Lord Tramp originated from a concept devised by Hugh Lloyd and was inspired by the wildly successful Upstairs, Downstairs which had concluded its five series run in 1975. Lloyd’s take on the posh and the snooty, however, was intended to be an inverted Upstairs, Downstairs. Whilst the concept was Hugh Lloyd’s, the scripts were trusted to Michael Pertwee – yes, that’s right, brother of the great Jon and an individual who had been writing for television since the late 1940s. The series was part of Southern Television’s concerted investment into light entertainment, a move spearheaded by the new head of LE, Terry Henebery. Episodes of Lord Tramp went out on Monday afternoons at 4.45pm on ITV in August 1977 with a repeat run coming in December 1978.

The early timeslot granted to Lord Tramp indicates that it was part of the children’s lineup on ITV. And indeed it was, with episodes following on from Chris Kelly’s imperial Clapperboard. But it doesn’t feel like an out and out children’s production. There’s no sex or violence, obviously, but neither does it rely purely on slapstick and world-weary gags that adults have heard a million times before. Admittedly, there is some room within the scripts for this, but its joined by so much more. The gags conjured up are more than worthy of a primetime slot and Pertwee skilfully weaves in visual gags involving Hughie made up to look like Hitler, farcical scenes where Tippings gets drunk on army rum and surrealist flourishes such as a historical portrait coming to life.

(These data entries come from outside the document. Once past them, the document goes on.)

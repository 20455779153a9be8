//! Publisher configuration from YAML

use serde::{Deserialize, Serialize};
use std::path::Path;
use anyhow::Result;

/// Placeholder replaced by the organization name in the index URL template
pub const ORG_PLACEHOLDER: &str = "{org}";

/// An upload destination: anaconda.org organization plus the env var holding its token
#[derive(Debug, Clone, Serialize, Deserialize, PartialEq, Eq)]
pub struct ChannelConfig {
    /// Organization (user) name on anaconda.org
    pub org: String,

    /// Name of the environment variable holding the upload token
    pub token_env: String,
}

/// Top-level publisher configuration
///
/// Every field has a default, so an empty YAML document is a valid config.
#[derive(Debug, Clone, Serialize, Deserialize)]
#[serde(default)]
pub struct PublisherConfig {
    /// Destination for scheduled (cron) builds
    pub nightly: ChannelConfig,

    /// Destination for every other publishing build
    pub staging: ChannelConfig,

    /// Env var holding the wheel-build flag
    pub build_wheel_env: String,

    /// Env var holding the CI event type
    pub event_type_env: String,

    /// Glob of local files to upload
    pub artifacts: String,

    /// Upload client program followed by any leading arguments
    pub upload_command: Vec<String>,

    /// Command that installs the upload client when it is missing
    pub install_command: Vec<String>,

    /// Browsable index URL, `{org}` is replaced by the organization
    pub index_url_template: String,
}

impl Default for PublisherConfig {
    fn default() -> Self {
        Self {
            nightly: ChannelConfig {
                org: "scipy-wheels-nightly".to_string(),
                token_env: "SCIPY_WHEELS_NIGHTLY".to_string(),
            },
            staging: ChannelConfig {
                org: "multibuild-wheels-staging".to_string(),
                token_env: "MULTIBUILD_WHEELS_STAGING_ACCESS".to_string(),
            },
            build_wheel_env: "BUILD_WHEEL".to_string(),
            event_type_env: "TRAVIS_EVENT_TYPE".to_string(),
            artifacts: "wheelhouse/*.whl".to_string(),
            upload_command: vec!["anaconda".to_string()],
            install_command: ["python", "-m", "pip", "install", "anaconda-client"]
                .iter()
                .map(|s| s.to_string())
                .collect(),
            index_url_template: format!("https://pypi.anaconda.org/{}/simple", ORG_PLACEHOLDER),
        }
    }
}

impl PublisherConfig {
    /// Load configuration from a YAML file
    pub fn from_file<P: AsRef<Path>>(path: P) -> Result<Self> {
        let content = std::fs::read_to_string(path)?;
        Self::from_yaml(&content)
    }

    /// Parse configuration from a YAML string
    pub fn from_yaml(yaml: &str) -> Result<Self> {
        // An empty document deserializes as unit, not as an empty map
        let config: PublisherConfig = if yaml.trim().is_empty() {
            PublisherConfig::default()
        } else {
            serde_yaml::from_str(yaml)?
        };
        config.validate()?;
        Ok(config)
    }

    /// Validate the configuration
    pub fn validate(&self) -> Result<()> {
        for (name, channel) in [("nightly", &self.nightly), ("staging", &self.staging)] {
            if channel.org.trim().is_empty() {
                anyhow::bail!("Channel '{}' has an empty org name", name);
            }
            if channel.org.chars().any(char::is_whitespace) {
                anyhow::bail!(
                    "Channel '{}' org name '{}' contains whitespace",
                    name,
                    channel.org
                );
            }
            if channel.token_env.trim().is_empty() {
                anyhow::bail!("Channel '{}' has an empty token_env", name);
            }
        }

        if self.upload_command.is_empty() {
            anyhow::bail!("upload_command must name a program");
        }

        if self.artifacts.trim().is_empty() {
            anyhow::bail!("artifacts pattern must not be empty");
        }

        if !self.index_url_template.contains(ORG_PLACEHOLDER) {
            anyhow::bail!(
                "index_url_template '{}' does not contain {}",
                self.index_url_template,
                ORG_PLACEHOLDER
            );
        }

        Ok(())
    }

    /// Build the browsable index URL for an organization
    pub fn index_url(&self, org: &str) -> String {
        self.index_url_template.replace(ORG_PLACEHOLDER, org)
    }
}
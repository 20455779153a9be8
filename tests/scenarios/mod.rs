//! Scenario tests for publish runs

mod skip_conditions;
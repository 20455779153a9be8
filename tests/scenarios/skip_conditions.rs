//! Test: builds that must never publish

use crate::helpers::*;
use wheel_publish::core::SkipReason;
use wheel_publish::execution::PublishOutcome;

/// No wheels built: nothing is called, whatever the trigger
#[tokio::test]
async fn test_no_wheels_is_a_silent_noop() {
    for event in ["push", "cron", "api", "pull_request", ""] {
        let tmp = tempfile::tempdir().unwrap();
        let config = config_with_wheels(tmp.path(), 2);
        let client = MockClient::new();

        let result = run_with_mock(config, client.clone(), ci_vars("false", event)).await;

        assert_eq!(
            result.unwrap(),
            PublishOutcome::Skipped(SkipReason::WheelsNotBuilt),
            "event {:?}",
            event
        );
        assert!(client.calls().is_empty(), "event {:?} made calls", event);
    }
}

/// Unset flag behaves like false
#[tokio::test]
async fn test_unset_flag_skips() {
    let tmp = tempfile::tempdir().unwrap();
    let config = config_with_wheels(tmp.path(), 1);
    let client = MockClient::new();

    let result = run_with_mock(
        config,
        client.clone(),
        lookup_from(&[("TRAVIS_EVENT_TYPE", "push"), ("MULTIBUILD_WHEELS_STAGING_ACCESS", "x")]),
    )
    .await;

    assert_eq!(result.unwrap(), PublishOutcome::Skipped(SkipReason::WheelsNotBuilt));
    assert!(client.calls().is_empty());
}

/// Pull requests never publish, even with wheels built
#[tokio::test]
async fn test_pull_request_is_a_silent_noop() {
    let tmp = tempfile::tempdir().unwrap();
    let config = config_with_wheels(tmp.path(), 3);
    let client = MockClient::new();

    let result = run_with_mock(config, client.clone(), ci_vars("true", "pull_request")).await;

    assert_eq!(result.unwrap(), PublishOutcome::Skipped(SkipReason::PullRequest));
    assert!(client.calls().is_empty());
}

/// A skipped run does not need secrets or artifacts
#[tokio::test]
async fn test_skip_needs_no_secrets_or_artifacts() {
    let client = MockClient::new();
    let config = wheel_publish::PublisherConfig {
        artifacts: "/nonexistent/wheelhouse/*.whl".to_string(),
        ..Default::default()
    };

    let result = run_with_mock(
        config,
        client.clone(),
        lookup_from(&[("BUILD_WHEEL", "true"), ("TRAVIS_EVENT_TYPE", "pull_request")]),
    )
    .await;

    assert_eq!(result.unwrap(), PublishOutcome::Skipped(SkipReason::PullRequest));
    assert!(client.calls().is_empty());
}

Lord Tramp is also to be commended for its dedication to plots. They may not be multi-layered marvels of narrative plotting, but there’s enough for Pertwee to heighten the fish out of water ethos of Lord Tramp. Episodes centre around Hughie embracing life in his new and unusual landscape, so there’s plenty of room for him to butt heads with stuffy ex-army generals at cocktail parties and a particularly farcical plot sees Hughie teaming up with Mayfair’s premier interior designers to revitalise his central heating. All with hilarious consequences. But the glue that holds everything together in Lord Tramp is the cast.

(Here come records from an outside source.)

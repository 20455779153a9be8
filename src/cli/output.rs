//! CLI output formatting

use crate::{
    core::{
        config::PublisherConfig,
        destination::Decision,
        environment::CiEnvironment,
    },
    execution::{PublishError, PublishEvent},
};
use console::Emoji;

// Re-export style
pub use console::style;

// Emojis for output
pub static CHECK: Emoji<'_, '_> = Emoji("✅ ", "✓ ");
pub static CROSS: Emoji<'_, '_> = Emoji("❌ ", "✗ ");
pub static SPINNER: Emoji<'_, '_> = Emoji("⏳ ", "~ ");
pub static INFO: Emoji<'_, '_> = Emoji("ℹ️  ", "i ");
pub static ROCKET: Emoji<'_, '_> = Emoji("🚀 ", "> ");

/// Format a publish event for display
pub fn format_publish_event(event: &PublishEvent) -> String {
    match event {
        PublishEvent::Skipped { reason } => {
            format!("{} Skipping upload: {}", INFO, style(reason).dim())
        }
        PublishEvent::ChannelSelected { channel, org } => format!(
            "{} Publishing to {} channel {}",
            ROCKET,
            style(channel).bold(),
            style(org).cyan()
        ),
        PublishEvent::ArtifactsFound { count } => {
            format!("{} Found {} artifact(s)", INFO, style(count).cyan())
        }
        PublishEvent::ClientReady => format!("{} Upload client ready", CHECK),
        PublishEvent::UploadStarted { org, count } => format!(
            "{} Uploading {} file(s) to {}",
            SPINNER,
            style(count).cyan(),
            style(org).bold()
        ),
        PublishEvent::Published { org, .. } => {
            format!("{} Uploaded to {}", CHECK, style(org).green())
        }
    }
}

/// Status line for a failed run
pub fn format_failure(error: &PublishError) -> String {
    format!("{} {}: {}", CROSS, style("publish failed").red(), error)
}

/// Format a decision for the plan command
pub fn format_decision(decision: &Decision, env: &CiEnvironment, config: &PublisherConfig) -> String {
    let header = format!(
        "{} build_wheel={} event={}",
        INFO,
        style(env.build_wheel).cyan(),
        style(&env.event_type).cyan()
    );

    match decision {
        Decision::Skip(reason) => format!("{}\n  Skip: {}", header, style(reason).dim()),
        Decision::Publish(channel) => {
            let channel_config = channel.config(config);
            format!(
                "{}\n  Publish: {} channel\n  Org: {}\n  Token from: ${}\n  Index: {}",
                header,
                style(channel).bold(),
                style(&channel_config.org).cyan(),
                channel_config.token_env,
                config.index_url(&channel_config.org)
            )
        }
    }
}

/// Plan as JSON
pub fn decision_json(decision: &Decision, env: &CiEnvironment, config: &PublisherConfig) -> serde_json::Value {
    let mut value = serde_json::json!({
        "environment": env,
        "decision": decision,
    });

    if let Some(channel) = decision.channel() {
        let channel_config = channel.config(config);
        value["org"] = serde_json::json!(channel_config.org);
        value["token_env"] = serde_json::json!(channel_config.token_env);
        value["index_url"] = serde_json::json!(config.index_url(&channel_config.org));
    }

    value
}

Hugh Lloyd, who had popped up in Michael Pertwee’s Hogg’s Back in 1975, was a stalwart of British television for several decades and was never more comfortable than when in a comedy. Despite his naturally lugubrious disposition, Lloyd deploys a rapscallion charm as Hughie that warms the cockles. Joan Sims, another staunch lifer of television, makes for a perfect straight woman to Hughie with her impeccable politeness and mild horror at his passion for grime. The long serving character actor George Moon strengthens matters with a delicious performance of bumbling, stammering comic charm. The most enjoyable moments, however, unfold arrive whenever Jack Watling and Leslie Dwyer careen onto screen with their unruly brand of vagrant hilarity.

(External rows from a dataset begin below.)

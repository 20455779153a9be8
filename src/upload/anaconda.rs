//! anaconda-client subprocess implementation

use crate::upload::{UploadClient, UploadError, UploadRequest};
use async_trait::async_trait;
use std::process::Stdio;
use tokio::process::Command;
use tracing::{debug, info, warn};

/// Client that shells out to the `anaconda` CLI
#[derive(Debug, Clone)]
pub struct AnacondaClient {
    /// Upload program, e.g. `anaconda`
    program: String,

    /// Arguments placed before the upload arguments
    leading_args: Vec<String>,

    /// Installer invoked when the program is missing
    install_command: Vec<String>,
}

impl AnacondaClient {
    /// Create a new client
    ///
    /// # Arguments
    /// * `upload_command` - Program and leading args
    /// * `install_command` - Installer program and args; empty disables installing
    ///
    /// # Errors
    /// Returns `UploadError::EmptyCommand` if `upload_command` is empty.
    pub fn new(upload_command: Vec<String>, install_command: Vec<String>) -> Result<Self, UploadError> {
        let mut parts = upload_command.into_iter();
        let program = parts.next().ok_or(UploadError::EmptyCommand)?;

        Ok(Self {
            program,
            leading_args: parts.collect(),
            install_command,
        })
    }

    /// The upload program name
    pub fn program(&self) -> &str {
        &self.program
    }

    /// Whether the upload program resolves on PATH (or as a path)
    pub fn is_installed(&self) -> bool {
        which::which(self.program()).is_ok()
    }

    async fn install(&self) -> Result<(), UploadError> {
        let Some((program, args)) = self.install_command.split_first() else {
            return Err(UploadError::ClientNotFound(self.program().to_string()));
        };

        info!("Installing upload client: {}", self.install_command.join(" "));

        let output = Command::new(program)
            .args(args)
            .stdin(Stdio::null())
            .output()
            .await
            .map_err(|e| UploadError::Spawn {
                program: program.clone(),
                message: e.to_string(),
            })?;

        if !output.status.success() {
            let stderr = String::from_utf8_lossy(&output.stderr).trim().to_string();
            warn!(
                "installer exited with code {:?}: {}",
                output.status.code(),
                stderr
            );
            return Err(UploadError::InstallFailed {
                code: output.status.code(),
                stderr,
            });
        }

        debug!("installer finished successfully");
        Ok(())
    }
}

#[async_trait]
impl UploadClient for AnacondaClient {
    async fn ensure_available(&self) -> Result<(), UploadError> {
        if self.is_installed() {
            debug!("upload client '{}' already available", self.program());
            return Ok(());
        }

        self.install().await?;

        if !self.is_installed() {
            return Err(UploadError::ClientNotFound(self.program().to_string()));
        }
        Ok(())
    }

    async fn upload(&self, request: &UploadRequest) -> Result<(), UploadError> {
        let program = &self.program;
        let leading = &self.leading_args;

        debug!(
            "Running {} {} {}",
            program,
            leading.join(" "),
            request.redacted_args().join(" ")
        );

        // stdout/stderr are inherited so the client's own messages reach the CI log
        let status = Command::new(program)
            .args(leading)
            .args(request.args())
            .stdin(Stdio::null())
            .status()
            .await
            .map_err(|e| UploadError::Spawn {
                program: program.clone(),
                message: e.to_string(),
            })?;

        if !status.success() {
            warn!("{} exited with code {:?}", program, status.code());
            return Err(UploadError::UploadFailed {
                code: status.code(),
            });
        }

        Ok(())
    }
}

You don’t have to be a child to enjoy Lord Tramp as there is enough quality from start to finish for the episodes to fly by with a breezy charm. Genuine laugh out loud moments regularly punctuate the scripts – although the lack of a laughter track presents an oddly muted delivery – which are as playful as they are straightforward. It would be difficult to single Lord Tramp out as a standout classic of the genre, but you're more than guaranteed 25 minutes of fun.